» Task statement
Your answer is the lines below, exactly, from the one that contains "pub mod config;" through the one that contains "pub trait Querier: Send", both included.
[Dataset entries — start]
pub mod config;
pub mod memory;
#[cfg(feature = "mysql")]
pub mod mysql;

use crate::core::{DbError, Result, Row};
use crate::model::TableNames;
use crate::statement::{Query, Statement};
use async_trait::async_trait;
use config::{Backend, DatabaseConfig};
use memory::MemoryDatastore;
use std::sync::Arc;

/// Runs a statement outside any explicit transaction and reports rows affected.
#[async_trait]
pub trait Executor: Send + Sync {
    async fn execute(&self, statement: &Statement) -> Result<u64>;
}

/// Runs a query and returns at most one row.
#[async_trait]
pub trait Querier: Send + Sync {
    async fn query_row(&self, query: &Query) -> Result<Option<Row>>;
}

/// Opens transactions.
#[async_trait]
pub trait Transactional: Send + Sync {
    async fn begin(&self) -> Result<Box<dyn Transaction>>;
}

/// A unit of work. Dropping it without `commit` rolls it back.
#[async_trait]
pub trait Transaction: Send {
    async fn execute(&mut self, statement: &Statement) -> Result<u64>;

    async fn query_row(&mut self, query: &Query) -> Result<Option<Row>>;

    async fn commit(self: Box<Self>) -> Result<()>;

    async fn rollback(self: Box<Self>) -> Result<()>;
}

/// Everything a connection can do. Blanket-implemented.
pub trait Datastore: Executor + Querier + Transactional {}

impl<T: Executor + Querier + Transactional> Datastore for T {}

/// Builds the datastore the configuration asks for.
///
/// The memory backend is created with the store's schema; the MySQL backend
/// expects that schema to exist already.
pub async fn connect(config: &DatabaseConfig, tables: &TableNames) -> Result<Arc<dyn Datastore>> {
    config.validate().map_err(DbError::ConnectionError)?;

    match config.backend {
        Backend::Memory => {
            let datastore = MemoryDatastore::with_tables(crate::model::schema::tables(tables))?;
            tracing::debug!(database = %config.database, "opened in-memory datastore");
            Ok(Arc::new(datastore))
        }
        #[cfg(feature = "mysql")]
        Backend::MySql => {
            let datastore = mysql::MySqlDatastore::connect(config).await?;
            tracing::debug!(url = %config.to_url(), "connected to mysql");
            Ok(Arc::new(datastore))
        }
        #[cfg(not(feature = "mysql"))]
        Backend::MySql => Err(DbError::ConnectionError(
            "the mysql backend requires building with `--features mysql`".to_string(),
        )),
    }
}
[Dataset entries — finish]
[Dataset entries — start]
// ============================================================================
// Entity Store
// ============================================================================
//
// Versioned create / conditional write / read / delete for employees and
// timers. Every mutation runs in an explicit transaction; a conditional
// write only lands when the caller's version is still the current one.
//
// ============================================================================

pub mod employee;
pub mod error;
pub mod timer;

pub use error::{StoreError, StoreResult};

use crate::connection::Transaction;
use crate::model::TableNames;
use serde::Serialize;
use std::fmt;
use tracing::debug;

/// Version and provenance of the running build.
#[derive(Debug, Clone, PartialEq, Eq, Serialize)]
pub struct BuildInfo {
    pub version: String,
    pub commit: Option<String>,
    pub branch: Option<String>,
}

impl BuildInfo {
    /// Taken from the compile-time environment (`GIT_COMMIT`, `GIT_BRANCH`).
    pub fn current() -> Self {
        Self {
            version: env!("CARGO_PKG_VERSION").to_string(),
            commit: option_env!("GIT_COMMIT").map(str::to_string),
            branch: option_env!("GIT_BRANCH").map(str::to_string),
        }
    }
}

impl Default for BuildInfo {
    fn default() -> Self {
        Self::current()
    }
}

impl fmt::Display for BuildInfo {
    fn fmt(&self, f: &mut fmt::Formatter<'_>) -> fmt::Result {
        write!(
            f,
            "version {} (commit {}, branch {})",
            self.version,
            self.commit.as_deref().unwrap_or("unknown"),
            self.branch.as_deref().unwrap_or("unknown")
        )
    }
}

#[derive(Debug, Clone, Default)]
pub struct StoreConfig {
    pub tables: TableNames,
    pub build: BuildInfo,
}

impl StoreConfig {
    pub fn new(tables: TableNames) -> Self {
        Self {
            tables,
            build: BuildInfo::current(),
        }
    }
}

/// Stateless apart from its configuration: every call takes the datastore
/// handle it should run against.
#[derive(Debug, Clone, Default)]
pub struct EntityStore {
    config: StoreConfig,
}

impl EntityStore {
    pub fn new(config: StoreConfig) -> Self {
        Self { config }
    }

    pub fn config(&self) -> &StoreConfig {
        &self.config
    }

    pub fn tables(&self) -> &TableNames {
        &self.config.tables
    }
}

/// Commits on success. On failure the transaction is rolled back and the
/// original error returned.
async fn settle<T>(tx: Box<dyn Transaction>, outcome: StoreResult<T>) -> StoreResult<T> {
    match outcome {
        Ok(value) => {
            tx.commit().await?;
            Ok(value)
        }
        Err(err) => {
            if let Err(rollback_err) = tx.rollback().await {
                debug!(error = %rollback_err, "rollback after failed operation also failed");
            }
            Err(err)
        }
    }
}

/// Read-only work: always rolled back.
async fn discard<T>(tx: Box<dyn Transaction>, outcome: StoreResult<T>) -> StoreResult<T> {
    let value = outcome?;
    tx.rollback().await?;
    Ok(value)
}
[Dataset entries — finish]
[Dataset entries — start]
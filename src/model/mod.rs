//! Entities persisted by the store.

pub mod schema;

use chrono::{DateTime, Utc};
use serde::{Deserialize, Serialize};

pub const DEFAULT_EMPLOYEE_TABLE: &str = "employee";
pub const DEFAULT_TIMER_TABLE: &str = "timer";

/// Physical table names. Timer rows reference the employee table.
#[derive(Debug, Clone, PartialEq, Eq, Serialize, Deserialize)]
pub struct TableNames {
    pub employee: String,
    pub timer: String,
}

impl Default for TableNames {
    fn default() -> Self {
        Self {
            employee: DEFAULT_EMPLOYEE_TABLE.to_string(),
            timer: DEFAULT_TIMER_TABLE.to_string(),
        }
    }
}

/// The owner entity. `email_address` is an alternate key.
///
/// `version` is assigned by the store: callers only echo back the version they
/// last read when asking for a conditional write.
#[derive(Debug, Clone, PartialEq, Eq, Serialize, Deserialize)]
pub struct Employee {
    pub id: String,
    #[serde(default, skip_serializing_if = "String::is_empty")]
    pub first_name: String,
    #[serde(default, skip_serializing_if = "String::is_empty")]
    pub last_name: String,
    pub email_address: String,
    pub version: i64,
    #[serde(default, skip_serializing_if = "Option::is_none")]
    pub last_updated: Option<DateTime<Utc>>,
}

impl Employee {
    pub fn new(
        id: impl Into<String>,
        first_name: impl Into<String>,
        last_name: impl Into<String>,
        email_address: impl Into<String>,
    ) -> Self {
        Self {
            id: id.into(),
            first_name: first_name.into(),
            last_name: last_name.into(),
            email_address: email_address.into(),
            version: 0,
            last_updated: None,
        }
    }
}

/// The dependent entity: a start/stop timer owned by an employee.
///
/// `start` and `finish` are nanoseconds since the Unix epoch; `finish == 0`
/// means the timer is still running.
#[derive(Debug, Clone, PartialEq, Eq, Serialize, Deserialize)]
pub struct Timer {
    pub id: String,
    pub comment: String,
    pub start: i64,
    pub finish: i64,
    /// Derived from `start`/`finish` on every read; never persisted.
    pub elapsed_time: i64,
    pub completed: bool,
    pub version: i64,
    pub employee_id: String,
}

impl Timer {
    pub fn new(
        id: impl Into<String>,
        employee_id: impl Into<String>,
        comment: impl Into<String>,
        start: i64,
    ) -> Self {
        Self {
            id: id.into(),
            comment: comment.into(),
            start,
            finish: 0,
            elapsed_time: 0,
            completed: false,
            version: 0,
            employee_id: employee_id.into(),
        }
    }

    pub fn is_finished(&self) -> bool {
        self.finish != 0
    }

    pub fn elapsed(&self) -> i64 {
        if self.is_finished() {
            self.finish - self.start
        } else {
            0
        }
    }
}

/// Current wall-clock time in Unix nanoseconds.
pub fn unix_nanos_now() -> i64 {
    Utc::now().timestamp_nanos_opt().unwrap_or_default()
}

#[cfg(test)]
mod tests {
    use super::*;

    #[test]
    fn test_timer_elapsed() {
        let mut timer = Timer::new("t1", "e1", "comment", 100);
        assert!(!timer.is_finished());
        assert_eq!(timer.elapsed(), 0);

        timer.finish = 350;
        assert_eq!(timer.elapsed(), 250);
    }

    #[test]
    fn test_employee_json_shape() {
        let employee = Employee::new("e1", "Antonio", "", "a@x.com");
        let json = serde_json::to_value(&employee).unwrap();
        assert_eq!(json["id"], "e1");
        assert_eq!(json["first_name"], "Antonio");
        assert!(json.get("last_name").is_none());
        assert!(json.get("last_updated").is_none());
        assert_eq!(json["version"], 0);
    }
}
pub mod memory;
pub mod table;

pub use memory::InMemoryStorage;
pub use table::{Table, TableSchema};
[Dataset entries — finish]
» Answer for this exercise
pub mod config;
pub mod memory;
#[cfg(feature = "mysql")]
pub mod mysql;

use crate::core::{DbError, Result, Row};
use crate::model::TableNames;
use crate::statement::{Query, Statement};
use async_trait::async_trait;
use config::{Backend, DatabaseConfig};
use memory::MemoryDatastore;
use std::sync::Arc;

/// Runs a statement outside any explicit transaction and reports rows affected.
#[async_trait]
pub trait Executor: Send + Sync {
    async fn execute(&self, statement: &Statement) -> Result<u64>;
}

/// Runs a query and returns at most one row.
#[async_trait]
pub trait Querier: Send + Sync {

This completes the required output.